Luís Campos é especialista em medicina interna e foi, durante os últimos três anos, director do serviço de urgência do Hospital de São Francisco Xavier, em Lisboa. Para o médico que sempre fez urgências, as séries de ficção que retratam o mais vibrante dos ambientes hospitalares, como Anatomia de Grey ou Serviço de Urgência, têm a vantagem de aproximar as pessoas do que é a prática médica e os problemas com que o médico se defronta: "Humanizam a figura do médico e aumentam a compreensão do doente. A medicina não é uma ciência exacta. Há sempre uma margem de dúvida que o médico tem."

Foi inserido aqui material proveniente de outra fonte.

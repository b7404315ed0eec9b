//! Deploy Report
//!
//! Summary of one successful run.

use serde::Serialize;

use crate::domain::Stage;
use crate::error::CleanupWarning;

/// A stage that did not run, and why
#[derive(Debug, Clone, PartialEq, Eq, Serialize)]
pub struct SkippedStage {
    pub stage: Stage,
    pub reason: String,
}

/// Result of a deploy run that reached the end of the pipeline
#[derive(Debug, Clone, Default, Serialize)]
pub struct DeployReport {
    pub destination: String,
    pub service: String,
    /// Resolved remote working directory
    pub remote_dir: String,
    pub dry_run: bool,
    /// Stages that ran to completion, in order
    pub completed: Vec<Stage>,
    pub skipped: Vec<SkippedStage>,
    /// Migration sets applied, in order
    pub migrations: Vec<String>,
    pub warnings: Vec<CleanupWarning>,
    /// Every issued command and upload, in order
    pub commands: Vec<String>,
    pub elapsed_ms: u64,
}

impl DeployReport {
    pub fn is_clean(&self) -> bool {
        self.warnings.is_empty()
    }
}
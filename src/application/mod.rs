//! Application Layer
//!
//! Use cases that orchestrate the business flow.
//! This layer:
//! - Depends on the Domain layer (stages, commands, ports)
//! - Coordinates between Infrastructure and Domain
//!
//! ## Use Cases
//!
//! - `DeployUseCase` - Runs the five-stage pipeline over one session
//! - `preconditions` - Local checks that run before any network action

pub mod deploy;
pub mod preconditions;
pub mod stages;

pub use deploy::{DeployOptions, DeployReport, DeployUseCase, SkippedStage};
pub use preconditions::{CheckItem, CheckResult, CheckStatus};
pub use stages::{ArchivePush, GitSync, SourceStrategy, StageContext};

Mas há desvantagens. "O grande inconveniente é que transmitem uma ideia de maior capacidade da medicina do que ela tem", diz o especialista. Refere que há estudos científicos, por exemplo, que analisam o irrealismo das reanimações cardíacas em séries deste tipo: "Mais de 70 por cento das pessoas na ficção são reanimadas com sucesso quando não se consegue reanimar na realidade nem um terço. E a maior parte dos reanimados são jovens, de causa traumática, quando o que nos chega são pessoas velhas com doença cardíaca."

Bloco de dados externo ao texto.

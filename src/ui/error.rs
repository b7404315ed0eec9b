use crossterm::style::Stylize;

use dockhand::{ConfigError, DeployError};

/// Process exit code for a failed command
pub fn exit_code(err: &anyhow::Error) -> i32 {
    if let Some(deploy) = err.downcast_ref::<DeployError>() {
        return deploy.exit_code();
    }
    if err.downcast_ref::<ConfigError>().is_some() {
        return 2;
    }
    1
}

fn failed_stage(err: &anyhow::Error) -> Option<&'static str> {
    err.downcast_ref::<DeployError>()
        .and_then(DeployError::stage)
        .map(|s| s.name())
}

pub fn format_error(err: &anyhow::Error, color: bool) -> String {
    let label = if color {
        "error:".red().bold().to_string()
    } else {
        "error:".to_string()
    };
    format!("{} {}\n", label, err.to_string().trim_end())
}

/// GitHub Actions workflow command; newlines are escaped as `%0A`
fn github_actions_annotation(message: &str) -> String {
    let escaped = message
        .replace('%', "%25")
        .replace('\r', "%0D")
        .replace('\n', "%0A");
    format!("::error title=dockhand::{}", escaped)
}

pub fn print_error(err: &anyhow::Error, json: bool) {
    if json {
        let output = serde_json::json!({
            "event": "error",
            "message": err.to_string(),
            "stage": failed_stage(err),
            "exit_code": exit_code(err),
        });
        println!("{}", output);
        // stdout may be piped into a parser; operators still see the failure.
        eprint!("{}", format_error(err, false));
        return;
    }

    let caps = crate::ui::terminal::detect_capabilities();
    if caps.is_ci && std::env::var("GITHUB_ACTIONS").is_ok() {
        println!("{}", github_actions_annotation(&err.to_string()));
    }

    eprint!("{}", format_error(err, caps.supports_color));
}

#[cfg(test)]
mod tests {
    use super::*;
    use dockhand::Stage;

    #[test]
    fn exit_codes_follow_error_kind() {
        let config: anyhow::Error = ConfigError::missing("host").into();
        assert_eq!(exit_code(&config), 2);

        let stage: anyhow::Error = DeployError::Execution {
            command: "docker compose build".to_string(),
            status: 1,
            output: String::new(),
        }
        .in_stage(Stage::Build)
        .into();
        assert_eq!(exit_code(&stage), 4);
        assert_eq!(failed_stage(&stage), Some("build"));

        assert_eq!(exit_code(&anyhow::anyhow!("boom")), 1);
    }

    #[test]
    fn plain_format_names_stage_and_output() {
        let err: anyhow::Error = DeployError::Execution {
            command: "docker compose build rolebot".to_string(),
            status: 2,
            output: "no space left on device".to_string(),
        }
        .in_stage(Stage::Build)
        .into();
        let text = format_error(&err, false);
        assert!(text.starts_with("error: build stage failed"));
        assert!(text.contains("no space left on device"));
    }

    #[test]
    fn annotation_escapes_newlines() {
        assert_eq!(
            github_actions_annotation("a\nb 100%"),
            "::error title=dockhand::a%0Ab 100%25"
        );
    }
}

Luís Campos, que exerce desde 1978 e que fez sempre urgência ao longo da carreira, reconhece contudo rigor no traçar do perfil do médico de urgência nas séries televisivas. "Os dilemas morais, os conflitos que os médicos têm de enfrentar e a forma como encontram compensação e solidariedade no espírito de equipa têm uma dimensão correcta", diz sobre a ficção espelhada de uma realidade que é a mais desgastante de todas as actividades médicas.